O hospital era lindo. Tinha uns vitrais e um corredor extenso, com portas dos dois lados. Arranjos artesanais com temas infantis enfeitavam as portas. Meu pai pediu para que eu adivinhasse qual era o nosso e, entre tantas portas e tantos enfeites, eu corri até uma porta com uma pipa azul de rabiola comprida toda de cetim. Eu sabia que era alí. E era mesmo.
Entrei e beijei minha mãe, que estava na cama de camisola. Não sei em que momento entrou a enfermeira com o neném no colo. Ele era lindo! Tão pequeno que parecia de mentira. Minha avó o pegou no colo e disse que era um menino lindo. Eu embaixo pulando, querendo, pedindo. Ela me deu. Ajeitou o neném no meu colo e disse pra que tomasse cuidado com a cabeça dele.
Ele estava cheiroso. Abriu os olhinhos e olhou pra mim. Que brilho, que intensos! Os olhos eram grandes e pareciam assustados. Pareciam procurar alguma coisa em mim enquanto os meus se enchiam de lágrimas. Os olhos dele procuraram mas eu senti que não encontraram. Me deu uma sensação ruim, eu queria que ele encontrasse em mim!
Ele começou a mexer as mãozinhas e eu pedi pra que alguém o pegasse porque ele ía chorar. Ele chorou e os olhos fugiram dos meus. Já pesava nos meus braços quando a vó o tirou do meu colo, mas eu queria mais.
Ele foi pro colo de não sei quem e eu fiquei. Fiquei com um negócio forte, um sentimento sem nome. Fiquei lembrando de cada instante de tudo aquilo que acabara de acontecer. Contando assim parece que foi muito tempo, mas na verdade não foi mais do que um minuto. Um minuto eterno.

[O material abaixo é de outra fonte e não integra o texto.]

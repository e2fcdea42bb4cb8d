//! FeedbackController frame by frame: flash timing, base animations,
//! melodies, and the handoff from the scan task.

use smart_leds::{RGB8, SmartLedsWrite};
use tagreader::app::ports::FeedbackPort;
use tagreader::config::ReaderConfig;
use tagreader::drivers::buzzer::Buzzer;
use tagreader::drivers::pixel_ring::PixelRing;
use tagreader::feedback::melody::Note;
use tagreader::feedback::{BaseMode, FeedbackController, FeedbackHandle, Mode};

use crate::mock_hw::{AudioCall, MockAudio, MockLight};

const GREEN: (u8, u8, u8) = (0, 255, 0);
const RED: (u8, u8, u8) = (255, 0, 0);

fn controller(cfg: &ReaderConfig) -> FeedbackController<MockLight, MockAudio> {
    FeedbackController::new(MockLight::new(cfg.ring_len), MockAudio::default(), cfg)
}

fn lit(frame: &[(u8, u8, u8)]) -> usize {
    frame.iter().filter(|&&px| px != (0, 0, 0)).count()
}

// ── Flash timing ──────────────────────────────────────────────

#[test]
fn approve_500ms_at_16ms_shows_exactly_32_flash_frames() {
    let cfg = ReaderConfig::default();
    assert_eq!(cfg.frame_interval_ms, 16);
    let mut c = controller(&cfg);

    c.approve(500);
    for frame in 1..=32 {
        c.tick();
        assert!(
            c.light().last_frame().iter().all(|&px| px == GREEN),
            "frame {frame} should be a flash frame"
        );
    }
    c.tick();
    assert_eq!(c.state().mode, Mode::Waiting);
    assert!(c.light().last_frame().iter().all(|&px| px != GREEN));
}

#[test]
fn flash_resumes_loading_with_the_comet() {
    let cfg = ReaderConfig::default();
    let mut c = controller(&cfg);
    c.set_base(BaseMode::Loading);
    c.tick();
    assert_eq!(lit(c.light().last_frame()), 4);

    c.deny(100); // 7 ticks
    for _ in 0..7 {
        c.tick();
        assert!(c.light().last_frame().iter().all(|&px| px == RED));
    }
    c.tick();
    assert_eq!(c.state().mode, Mode::Loading);
    assert_eq!(lit(c.light().last_frame()), 4);
}

#[test]
fn base_change_during_flash_waits_for_flash_to_end() {
    let cfg = ReaderConfig::default();
    let mut c = controller(&cfg);
    c.approve(48); // 3 ticks
    c.tick();
    c.set_base(BaseMode::Loading);
    assert!(matches!(c.state().mode, Mode::ApprovalFlash(_)));

    for _ in 0..3 {
        c.tick();
    }
    assert_eq!(c.state().mode, Mode::Loading);
}

#[test]
fn waiting_pulse_breathes_through_full_range() {
    let cfg = ReaderConfig::default();
    let mut c = controller(&cfg);
    let period_ticks = (cfg.breathing_period_ms / cfg.frame_interval_ms) as usize;

    let mut blues = Vec::new();
    for _ in 0..period_ticks {
        c.tick();
        let frame = c.light().last_frame();
        assert!(frame.windows(2).all(|w| w[0] == w[1]), "every pixel breathes together");
        assert_eq!((frame[0].0, frame[0].1), (0, 0));
        blues.push(frame[0].2);
    }
    assert!(*blues.iter().max().unwrap() >= 250);
    assert!(*blues.iter().min().unwrap() <= 5);
}

// ── Melodies ──────────────────────────────────────────────────

#[test]
fn approval_melody_plays_without_blocking_frames() {
    let cfg = ReaderConfig::default();
    let mut c = controller(&cfg);
    c.approve(cfg.flash_duration_ms);

    c.tick();
    assert_eq!(
        c.audio().calls,
        vec![AudioCall::Tone { frequency_hz: 700, volume: 200 }]
    );

    for _ in 0..14 {
        c.tick();
    }
    assert_eq!(
        c.audio().calls,
        vec![
            AudioCall::Tone { frequency_hz: 700, volume: 200 },
            AudioCall::Tone { frequency_hz: 880, volume: 200 },
            AudioCall::Silence,
        ]
    );
    assert!(matches!(c.state().mode, Mode::ApprovalFlash(_)), "flash outlasts the jingle");
}

#[test]
fn new_flash_restarts_the_melody() {
    let cfg = ReaderConfig::default();
    let mut c = controller(&cfg);
    c.approve(700);
    c.tick();
    c.tick();
    c.deny(700);
    c.tick();
    assert_eq!(
        c.audio().calls.last(),
        Some(&AudioCall::Tone { frequency_hz: 430, volume: 200 })
    );
}

#[test]
fn rests_silence_the_buzzer() {
    let cfg = ReaderConfig {
        approval_melody: vec![Note::new(1000, 16, 100), Note::rest(16), Note::new(1000, 16, 100)],
        ..ReaderConfig::default()
    };
    let mut c = controller(&cfg);
    c.approve(100);
    for _ in 0..4 {
        c.tick();
    }
    assert_eq!(
        c.audio().calls,
        vec![
            AudioCall::Tone { frequency_hz: 1000, volume: 100 },
            AudioCall::Silence,
            AudioCall::Tone { frequency_hz: 1000, volume: 100 },
            AudioCall::Silence,
        ]
    );
}

// ── Handoff from the scan task ────────────────────────────────

#[test]
fn latest_command_wins_within_a_frame() {
    let cfg = ReaderConfig::default();
    let handle = FeedbackHandle::new();
    let mut c = controller(&cfg);

    handle.approve(700);
    handle.deny(700);
    c.sync(&handle);
    c.tick();
    assert!(matches!(c.state().mode, Mode::DenialFlash(_)));

    // Consumed: the next frame sees nothing new.
    c.sync(&handle);
    c.tick();
    assert_eq!(
        c.audio().calls.iter().filter(|a| matches!(a, AudioCall::Tone { .. })).count(),
        1
    );
}

#[test]
fn handle_base_mode_applies_on_sync() {
    let cfg = ReaderConfig::default();
    let handle = FeedbackHandle::new();
    let mut c = controller(&cfg);

    handle.set_base(BaseMode::Loading);
    c.sync(&handle);
    c.tick();
    assert_eq!(c.state().mode, Mode::Loading);
}

// ── Real drivers on the host ──────────────────────────────────

#[derive(Default)]
struct Strip {
    last: Vec<RGB8>,
}

impl SmartLedsWrite for Strip {
    type Error = ();
    type Color = RGB8;

    fn write<T, I>(&mut self, iterator: T) -> Result<(), Self::Error>
    where
        T: IntoIterator<Item = I>,
        I: Into<Self::Color>,
    {
        self.last = iterator.into_iter().map(Into::into).collect();
        Ok(())
    }
}

#[test]
fn pixel_ring_and_buzzer_follow_the_controller() {
    let cfg = ReaderConfig::default();
    let ring = PixelRing::new(Strip::default(), cfg.ring_len);
    let mut c = FeedbackController::new(ring, Buzzer::new(), &cfg);

    c.deny(cfg.flash_duration_ms);
    c.tick();
    let strip = &c.light().writer().last;
    assert_eq!(strip.len(), 24);
    assert!(strip.iter().all(|&px| px == RGB8::new(255, 0, 0)));
    assert_eq!(c.audio().sounding(), Some(430));

    for _ in 0..14 {
        c.tick();
    }
    assert_eq!(c.audio().sounding(), None);
}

(Publicado em 09/12/08 no blog antigo)


2 comentários:

  1. Romanauskas.Tudo bem Nathália ? Hà(tem crase?)muito tempo não lia o seu blog. Você saiu do Multiply e eu, não tinha o atalho. Lembrei do To Romanauskas. Eu digito isso e, no meio de alguns parentes, aparece o seu blog. Hoje, andei lendo. Tem alguns comentários de anônimos. Não sou eu. Sentí falta de coisas muito bonitas, que você escrevia. Um exemplo disso, é essa página aí em cima. ISSO É LINDO !Abraços em você, na Rita e na Jô.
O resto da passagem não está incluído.